Застегнув пиджак, он распахнул дверь перед собеседником в приглашающем жесте:
— Но сейчас нам стоит поторопиться. Если мисс Элена Уилкинс на самом деле дочь моей Гермионы, Лондону в очередной раз угрожает опасность. Не мне вам рассказывать, что такое ярость гриффиндорской львицы, защищающей своего детёныша.
Убедившись, что Поттер вышел в коридор, Северус взглянул в зеркало и коротким неуловимым движением наложил чары свежести на волосы. Помедлив секунду, он вздохнул и произнёс лёгкое маскирующее заклинание, позволяющее скрыть следы многолетнего недосыпа. Не то чтобы это могло сделать его сильно привлекательнее в глазах молодой женщины, но… Кинув ещё один оценивающий взгляд в зеркало, зельевар убрал палочку в рукав, шагнул за порог и наложил запирающие чары на кабинет. К счастью, он не мог видеть понимающую ухмылку друга своей жены, который наблюдал за прихорашивающимся мастером зелий через отражение в оконном стекле.
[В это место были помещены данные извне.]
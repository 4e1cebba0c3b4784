//! The API endpoint URIs.

/// The route to create or list expenses.
pub const EXPENSES: &str = "/expenses";
/// The route to fetch or update a single expense.
pub const EXPENSE: &str = "/expenses/{expense_id}";
/// The route for the unauthenticated health check.
pub const HEALTH: &str = "/health";
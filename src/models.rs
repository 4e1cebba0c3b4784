//! Defines the expense domain types and the parsing of client input into them.

use serde::{Deserialize, Serialize};

use crate::{DatabaseID, Error};

/// An expense record: an identified monetary event with a title, a free-text
/// note, and an ordered list of tags.
#[derive(Debug, Clone, PartialEq, Serialize, Deserialize)]
pub struct Expense {
    /// The ID assigned by the store when the expense was created.
    pub id: DatabaseID,
    /// A short description of the expense.
    pub title: String,
    /// The monetary amount. No currency is attached.
    pub amount: f64,
    /// Free text attached to the expense. May be empty.
    pub note: String,
    /// Free-form string labels in insertion order. Duplicates are allowed.
    pub tags: Vec<String>,
}

/// The client-supplied fields of an expense that has not been assigned an ID
/// yet.
///
/// Fields missing from the payload take their zero value, so an absent field
/// and an explicitly empty one are indistinguishable. Unknown fields are
/// ignored.
#[derive(Debug, Clone, Default, PartialEq, Deserialize)]
pub struct NewExpense {
    /// A short description of the expense.
    #[serde(default)]
    pub title: String,
    /// The monetary amount.
    #[serde(default)]
    pub amount: f64,
    /// Free text attached to the expense.
    #[serde(default)]
    pub note: String,
    /// Free-form string labels in insertion order.
    #[serde(default)]
    pub tags: Vec<String>,
}

/// Parse a request body as an expense payload.
///
/// # Errors
/// Returns an [Error::InvalidExpenseBody] if the body is not well-formed JSON
/// or a field has the wrong shape.
pub fn parse_expense_body(body: &[u8]) -> Result<NewExpense, Error> {
    serde_json::from_slice(body).map_err(|error| Error::InvalidExpenseBody(error.to_string()))
}

/// Parse a URL path segment as an expense ID.
///
/// # Errors
/// Returns an [Error::InvalidExpenseId] unless the segment is a non-negative
/// integer.
pub fn parse_expense_id(path_segment: &str) -> Result<DatabaseID, Error> {
    match path_segment.parse::<DatabaseID>() {
        Ok(id) if id >= 0 => Ok(id),
        _ => Err(Error::InvalidExpenseId(path_segment.to_owned())),
    }
}


#[cfg(test)]
mod parse_expense_id_tests {
    use crate::Error;

    use super::parse_expense_id;

    #[test]
    fn parses_non_negative_integers() {
        assert_eq!(parse_expense_id("0"), Ok(0));
        assert_eq!(parse_expense_id("42"), Ok(42));
    }

    #[test]
    fn fails_on_empty_segment() {
        assert_eq!(
            parse_expense_id(""),
            Err(Error::InvalidExpenseId("".to_owned()))
        );
    }

    #[test]
    fn fails_on_non_numeric_segment() {
        assert_eq!(
            parse_expense_id("abc"),
            Err(Error::InvalidExpenseId("abc".to_owned()))
        );
        assert_eq!(
            parse_expense_id("1.5"),
            Err(Error::InvalidExpenseId("1.5".to_owned()))
        );
    }

    #[test]
    fn fails_on_negative_integer() {
        assert_eq!(
            parse_expense_id("-1"),
            Err(Error::InvalidExpenseId("-1".to_owned()))
        );
    }
}
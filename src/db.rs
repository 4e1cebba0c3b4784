//! Database initialization for the application.

use rusqlite::{Connection, Transaction, TransactionBehavior};

/// Add the expenses table to the database if it does not exist yet.
///
/// Safe to call on every boot.
pub fn initialize(connection: &Connection) -> Result<(), rusqlite::Error> {
    let transaction = Transaction::new_unchecked(connection, TransactionBehavior::Exclusive)?;

    transaction.execute(
        "CREATE TABLE IF NOT EXISTS expenses (
            id INTEGER PRIMARY KEY,
            title TEXT NOT NULL,
            amount REAL NOT NULL,
            note TEXT NOT NULL,
            tags TEXT NOT NULL
        )",
        (),
    )?;

    transaction.commit()
}

#[cfg(test)]
mod initialize_tests {
    use rusqlite::Connection;

    use super::initialize;

    #[test]
    fn creates_expenses_table() {
        let connection = Connection::open_in_memory().unwrap();

        initialize(&connection).expect("Could not initialize database");

        connection
            .execute(
                "INSERT INTO expenses (title, amount, note, tags) VALUES ('tea', 25.0, '', '{}')",
                (),
            )
            .expect("Could not insert into expenses table");
    }

    #[test]
    fn is_idempotent() {
        let connection = Connection::open_in_memory().unwrap();

        initialize(&connection).expect("Could not initialize database");
        initialize(&connection).expect("Second initialize failed");
    }
}
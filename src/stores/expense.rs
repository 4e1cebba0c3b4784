//! Defines the expense store trait.

use crate::{
    DatabaseID, Error,
    models::{Expense, NewExpense},
};

/// Handles the creation and retrieval of expenses.
///
/// Implementations must be safe to call concurrently from multiple request
/// workers sharing the same backend.
pub trait ExpenseStore {
    /// Insert a new expense into the store and return it with the ID the
    /// backend assigned.
    fn create(&self, expense: NewExpense) -> Result<Expense, Error>;

    /// Get an expense by its ID.
    ///
    /// Returns [Error::NotFound] if no expense has the given ID.
    fn get(&self, expense_id: DatabaseID) -> Result<Expense, Error>;

    /// Get every expense in the store, ordered by ID ascending.
    ///
    /// An empty store yields an empty vector.
    fn get_all(&self) -> Result<Vec<Expense>, Error>;

    /// Replace every field of the expense `expense_id` with the supplied
    /// values and return the stored result.
    ///
    /// Returns [Error::UpdateMissingExpense] if no expense has the given ID.
    fn update(&self, expense_id: DatabaseID, expense: NewExpense) -> Result<Expense, Error>;
}
//! Database ID type definition.

/// Alias for the integer type used for mapping to database IDs.
pub type DatabaseID = i64;
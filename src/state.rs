//! Implements a struct that holds the state of the REST server.

use crate::stores::ExpenseStore;

/// The state of the REST server.
#[derive(Debug, Clone)]
pub struct AppState<E>
where
    E: ExpenseStore + Send + Sync,
{
    /// The token clients must present in the `Authorization` header.
    pub auth_token: String,
    /// The store for managing [expenses](crate::models::Expense).
    pub expense_store: E,
}

impl<E> AppState<E>
where
    E: ExpenseStore + Send + Sync,
{
    /// Create a new [AppState].
    pub fn new(auth_token: &str, expense_store: E) -> Self {
        Self {
            auth_token: auth_token.to_owned(),
            expense_store,
        }
    }
}
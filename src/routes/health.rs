//! The unauthenticated health check endpoint.

use axum::{Json, response::IntoResponse};
use serde::Serialize;

#[derive(Debug, Serialize)]
struct HealthBody {
    message: &'static str,
}

/// Report that the server is up and able to respond.
pub async fn get_health() -> impl IntoResponse {
    Json(HealthBody { message: "OK" })
}
//! Session state and its persistence under fixed storage keys.

use std::collections::BTreeSet;

use tracing::{debug, warn};

use crate::storage::{KeyValueStore, Result};

/// Storage key for the JSON array of studied ticket indices.
pub const STUDIED_KEY: &str = "studiedTickets";
/// Storage key for the current position, stored as a decimal string.
pub const INDEX_KEY: &str = "currentIndex";

/// Where the user is and what they have already looked at.
#[derive(Debug, Clone, Default, PartialEq, Eq)]
pub struct SessionState {
    pub current_index: usize,
    /// Indices flipped at least once. Only grows during a run.
    pub studied: BTreeSet<usize>,
}

/// Reads and writes [`SessionState`] through a [`KeyValueStore`].
#[derive(Debug)]
pub struct SessionStore<S> {
    store: S,
}

impl<S: KeyValueStore> SessionStore<S> {
    pub fn new(store: S) -> Self {
        Self { store }
    }

    /// Restores the state saved for a deck of `ticket_count` tickets.
    ///
    /// Never fails: unreadable values fall back to defaults. An index outside
    /// `0..ticket_count` becomes 0 and studied indices past the end are dropped.
    pub fn load(&self, ticket_count: usize) -> SessionState {
        let studied = match self.store.get(STUDIED_KEY) {
            Ok(Some(raw)) => match serde_json::from_str::<Vec<usize>>(&raw) {
                Ok(list) => list.into_iter().filter(|&i| i < ticket_count).collect(),
                Err(e) => {
                    warn!(error = %e, "ignoring unreadable {STUDIED_KEY}");
                    BTreeSet::new()
                }
            },
            Ok(None) => BTreeSet::new(),
            Err(e) => {
                warn!(error = %e, "failed to read {STUDIED_KEY}");
                BTreeSet::new()
            }
        };

        let current_index = match self.store.get(INDEX_KEY) {
            Ok(Some(raw)) => match raw.trim().parse::<usize>() {
                Ok(i) if i < ticket_count => i,
                Ok(i) => {
                    debug!(stored = i, ticket_count, "stored index out of range, resetting");
                    0
                }
                Err(_) => {
                    warn!(value = %raw, "ignoring unreadable {INDEX_KEY}");
                    0
                }
            },
            Ok(None) => 0,
            Err(e) => {
                warn!(error = %e, "failed to read {INDEX_KEY}");
                0
            }
        };

        SessionState {
            current_index,
            studied,
        }
    }

    pub fn save_index(&mut self, index: usize) -> Result<()> {
        self.store.set(INDEX_KEY, &index.to_string())
    }

    pub fn save_studied(&mut self, studied: &BTreeSet<usize>) -> Result<()> {
        let list: Vec<usize> = studied.iter().copied().collect();
        self.store.set(STUDIED_KEY, &serde_json::to_string(&list)?)
    }

    /// Forgets all saved progress.
    pub fn clear(&mut self) -> Result<()> {
        self.store.remove(STUDIED_KEY)?;
        self.store.remove(INDEX_KEY)
    }

    pub fn store(&self) -> &S {
        &self.store
    }
}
— Скажите, сэр… Элена, она в самом деле обскур? — Гарри передёрнул плечами и оглянулся на дверь палаты. — Как такое вообще могло произойти?
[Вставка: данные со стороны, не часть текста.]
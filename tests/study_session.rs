use std::collections::BTreeSet;

use tickets_tui::{
    error::FetchError,
    input::{Action, Command, InputMapper},
    loader::{self, TICKETS_URL},
    net::{Fetch, Request, Response},
    session::{INDEX_KEY, STUDIED_KEY},
    storage::{FileStore, KeyValueStore, MemoryStore},
    ticket::ANSWER_PLACEHOLDER,
};

const DECK: &str = r#"[{"Вопрос":"Q1","Ответ":"A1"},{"question":"Q2"}]"#;

struct Static(&'static str);

impl Fetch for Static {
    fn fetch(&self, _req: &Request) -> Result<Response, FetchError> {
        Ok(Response::new(
            200,
            Some("application/json".into()),
            self.0.as_bytes().to_vec(),
        ))
    }
}

#[test]
fn two_ticket_walkthrough() {
    let mut c = loader::load(&Static(DECK), TICKETS_URL, MemoryStore::new()).unwrap();
    assert_eq!(c.current_index(), 0);
    assert_eq!(c.view().counter, "1 / 2");
    assert_eq!(c.view().label, "Билет № 1");
    assert_eq!(c.view().question, "Q1");
    assert_eq!(c.view().remaining, 2);

    c.flip();
    assert!(c.is_flipped());
    assert_eq!(c.view().answer, "A1");
    assert_eq!(c.state().studied, BTreeSet::from([0]));
    assert_eq!(c.view().studied, 1);
    assert_eq!(c.view().remaining, 1);

    c.advance();
    assert_eq!(c.current_index(), 1);
    assert!(!c.is_flipped());
    // case-insensitive fallback
    assert_eq!(c.view().question, "Q2");
    assert_eq!(c.view().answer, ANSWER_PLACEHOLDER);
    assert!(c.view().answer_empty);
    assert_eq!(c.persistence().store().get(INDEX_KEY).unwrap().as_deref(), Some("1"));

    c.advance();
    assert_eq!(c.current_index(), 0);
    assert_eq!(c.view().counter, "1 / 2");

    // turning the card back never unmarks it
    c.flip();
    c.flip();
    assert!(!c.is_flipped());
    assert_eq!(c.state().studied, BTreeSet::from([0]));
}

#[test]
fn progress_survives_restart() {
    let dir = tempfile::tempdir().unwrap();
    let path = dir.path().join("storage.json");

    let mut c = loader::load(&Static(DECK), TICKETS_URL, FileStore::open(&path).unwrap()).unwrap();
    c.flip();
    c.advance();
    drop(c);

    let store = FileStore::open(&path).unwrap();
    assert_eq!(store.get(STUDIED_KEY).unwrap().as_deref(), Some("[0]"));
    let c = loader::load(&Static(DECK), TICKETS_URL, store).unwrap();
    assert_eq!(c.current_index(), 1);
    assert_eq!(c.view().studied, 1);
    assert!(!c.is_flipped());
}

#[test]
fn keyboard_drives_the_deck() {
    use crossterm::event::{KeyCode, KeyEvent, KeyModifiers};

    let mut c = loader::load(&Static(DECK), TICKETS_URL, MemoryStore::new()).unwrap();
    let input = InputMapper::default();
    for code in [KeyCode::Enter, KeyCode::Right, KeyCode::Char(' ')] {
        match input.on_key(KeyEvent::new(code, KeyModifiers::NONE)) {
            Some(Action::Card(cmd)) => c.apply(cmd),
            other => panic!("unexpected {other:?}"),
        }
    }
    assert_eq!(c.current_index(), 0);
    assert_eq!(c.view().studied, 1);
    c.apply(Command::Advance);
    assert_eq!(c.view().counter, "2 / 2");
}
— В самом деле, Поттер. Все внешние признаки налицо. Очевидно, ей пришлось длительно подавлять магию из-за негативного отношения родственников, в частности, родной бабушки. Большего пока сказать не могу. Стоит скорее наведаться в отель и привести мать девочки сюда, кем бы она ни оказалась. Тогда мы сможем поговорить спокойно.
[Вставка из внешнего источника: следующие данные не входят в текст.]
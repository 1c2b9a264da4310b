//! Durable key-value storage.
//!
//! The session layer only needs `get`/`set`/`remove` over string keys and
//! values, so the backing store is a trait. [`FileStore`] keeps a flat JSON
//! object on disk; [`MemoryStore`] backs tests.

use std::{
    collections::{BTreeMap, HashMap},
    fs,
    io::{BufWriter, Write},
    path::{Path, PathBuf},
};

use tempfile::NamedTempFile;
use tracing::{debug, warn};

use crate::error::StorageError;

pub type Result<T> = std::result::Result<T, StorageError>;

/// String-keyed storage that outlives a single run.
pub trait KeyValueStore {
    fn get(&self, key: &str) -> Result<Option<String>>;
    fn set(&mut self, key: &str, value: &str) -> Result<()>;
    fn remove(&mut self, key: &str) -> Result<()>;
}

/// In-memory store; nothing survives the process.
#[derive(Debug, Default, Clone)]
pub struct MemoryStore {
    entries: HashMap<String, String>,
}

impl MemoryStore {
    pub fn new() -> Self {
        Self::default()
    }
}

impl KeyValueStore for MemoryStore {
    fn get(&self, key: &str) -> Result<Option<String>> {
        Ok(self.entries.get(key).cloned())
    }

    fn set(&mut self, key: &str, value: &str) -> Result<()> {
        self.entries.insert(key.to_string(), value.to_string());
        Ok(())
    }

    fn remove(&mut self, key: &str) -> Result<()> {
        self.entries.remove(key);
        Ok(())
    }
}

/// JSON-object file rewritten atomically on every change.
#[derive(Debug)]
pub struct FileStore {
    path: PathBuf,
    entries: BTreeMap<String, String>,
}

impl FileStore {
    /// Opens `path`, starting empty when the file does not exist yet.
    ///
    /// A file that exists but is not a JSON object of strings is ignored with
    /// a warning; it will be overwritten by the next write.
    pub fn open(path: impl Into<PathBuf>) -> Result<Self> {
        let path = path.into();
        let entries = if path.exists() {
            let s = fs::read_to_string(&path).map_err(|source| StorageError::Io {
                path: path.clone(),
                source,
            })?;
            match serde_json::from_str(&s) {
                Ok(entries) => entries,
                Err(e) => {
                    warn!(path = %path.display(), error = %e, "ignoring unreadable storage file");
                    BTreeMap::new()
                }
            }
        } else {
            BTreeMap::new()
        };
        debug!(path = %path.display(), keys = entries.len(), "opened storage");
        Ok(Self { path, entries })
    }

    pub fn path(&self) -> &Path {
        &self.path
    }

    fn flush(&self) -> Result<()> {
        let dir = match self.path.parent() {
            Some(p) if !p.as_os_str().is_empty() => p,
            _ => Path::new("."),
        };
        let io_err = |source: std::io::Error| StorageError::Io {
            path: self.path.clone(),
            source,
        };
        fs::create_dir_all(dir).map_err(io_err)?;
        let tmp = NamedTempFile::new_in(dir).map_err(io_err)?;
        let mut writer = BufWriter::new(&tmp);
        serde_json::to_writer_pretty(&mut writer, &self.entries)?;
        writer.flush().map_err(io_err)?;
        drop(writer);
        tmp.persist(&self.path).map_err(|e| io_err(e.error))?;
        Ok(())
    }
}

impl KeyValueStore for FileStore {
    fn get(&self, key: &str) -> Result<Option<String>> {
        Ok(self.entries.get(key).cloned())
    }

    fn set(&mut self, key: &str, value: &str) -> Result<()> {
        self.entries.insert(key.to_string(), value.to_string());
        self.flush()
    }

    fn remove(&mut self, key: &str) -> Result<()> {
        if self.entries.remove(key).is_some() {
            self.flush()?;
        }
        Ok(())
    }
}

impl<S: KeyValueStore + ?Sized> KeyValueStore for Box<S> {
    fn get(&self, key: &str) -> Result<Option<String>> {
        (**self).get(key)
    }

    fn set(&mut self, key: &str, value: &str) -> Result<()> {
        (**self).set(key, value)
    }

    fn remove(&mut self, key: &str) -> Result<()> {
        (**self).remove(key)
    }
}

#[cfg(test)]
mod tests {
    use super::*;

    #[test]
    fn memory_store_roundtrip() {
        let mut s = MemoryStore::new();
        assert_eq!(s.get("k").unwrap(), None);
        s.set("k", "v").unwrap();
        assert_eq!(s.get("k").unwrap().as_deref(), Some("v"));
        s.remove("k").unwrap();
        assert_eq!(s.get("k").unwrap(), None);
    }

    #[test]
    fn file_store_survives_reopen() {
        let dir = tempfile::tempdir().unwrap();
        let path = dir.path().join("nested").join("storage.json");
        {
            let mut s = FileStore::open(&path).unwrap();
            s.set("currentIndex", "3").unwrap();
            s.set("studiedTickets", "[0,3]").unwrap();
        }
        let s = FileStore::open(&path).unwrap();
        assert_eq!(s.get("currentIndex").unwrap().as_deref(), Some("3"));
        assert_eq!(s.get("studiedTickets").unwrap().as_deref(), Some("[0,3]"));
    }

    #[test]
    fn corrupt_file_starts_empty() {
        let dir = tempfile::tempdir().unwrap();
        let path = dir.path().join("storage.json");
        fs::write(&path, "not json").unwrap();
        let mut s = FileStore::open(&path).unwrap();
        assert_eq!(s.get("currentIndex").unwrap(), None);
        s.set("currentIndex", "1").unwrap();
        let s = FileStore::open(&path).unwrap();
        assert_eq!(s.get("currentIndex").unwrap().as_deref(), Some("1"));
    }
}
Шагая вслед за бывшим учителем и мужем своей лучшей подруги, Гарри с трудом сдерживал трепещущее сердце. Ему хотелось бежать, хотелось говорить и расспрашивать, но он молчал и шёл позади, уважая право Снейпа первым раскрыть эту тайну. Они не были друзьями и встречались редко, но трагедия, случившаяся шесть лет назад, сделала их странно близкими. Тогда этот суровый мужчина поверг бывшего ученика в шок своей искренней просьбой о помощи. Стоя посреди разгромленной гостиной, накладывая чары разной степени сложности, в том числе весьма древние и тёмные, они делили общее горе. Расследуя исчезновение Гермионы и Алекса, разрабатывая новые поисковые теории, они делили надежды и разочарования. Пережив утрату, Снейп стал жёстким, но хрупким, как олово на морозе. Не раз после очередной неудачи Гарри казалось, что он сломается под тяжестью невыносимой боли. Но после очередного провала зельевар вставал и шёл дальше, одержимый идеей найти виновных в гибели своей семьи во что бы то ни стало. И это Гарри мог понять, ведь основным мотивом его детской борьбы была именно месть за безвременно погибших родителей, и лишь повзрослев, он проникся идеей всеобщего блага. Гарри усмехался: возможно, спустя лет сто он оценит и лимонные дольки, и фиолетовые мантии. Но пока он с горьким восхищением наблюдал за тем, кто наводил на него ужас все школьные годы. Его стойкость поражала и воодушевляла. Поттер никогда бы не признался, но в самые тяжёлые моменты последних лет, когда ему было смертельно страшно, когда казалось, что эта аврорская миссия будет последней, когда они с Джинни чуть не потеряли Джеймса, он вспоминал именно несгибаемого мастера зелий, а не кого-то другого из близких мужчин.
И вот теперь они вновь делили, но уже не горе и разочарование, а новую надежду. И Гарри был готов на многое, чтобы эта надежда оправдалась и его потерянная лучшая подруга вернулась домой.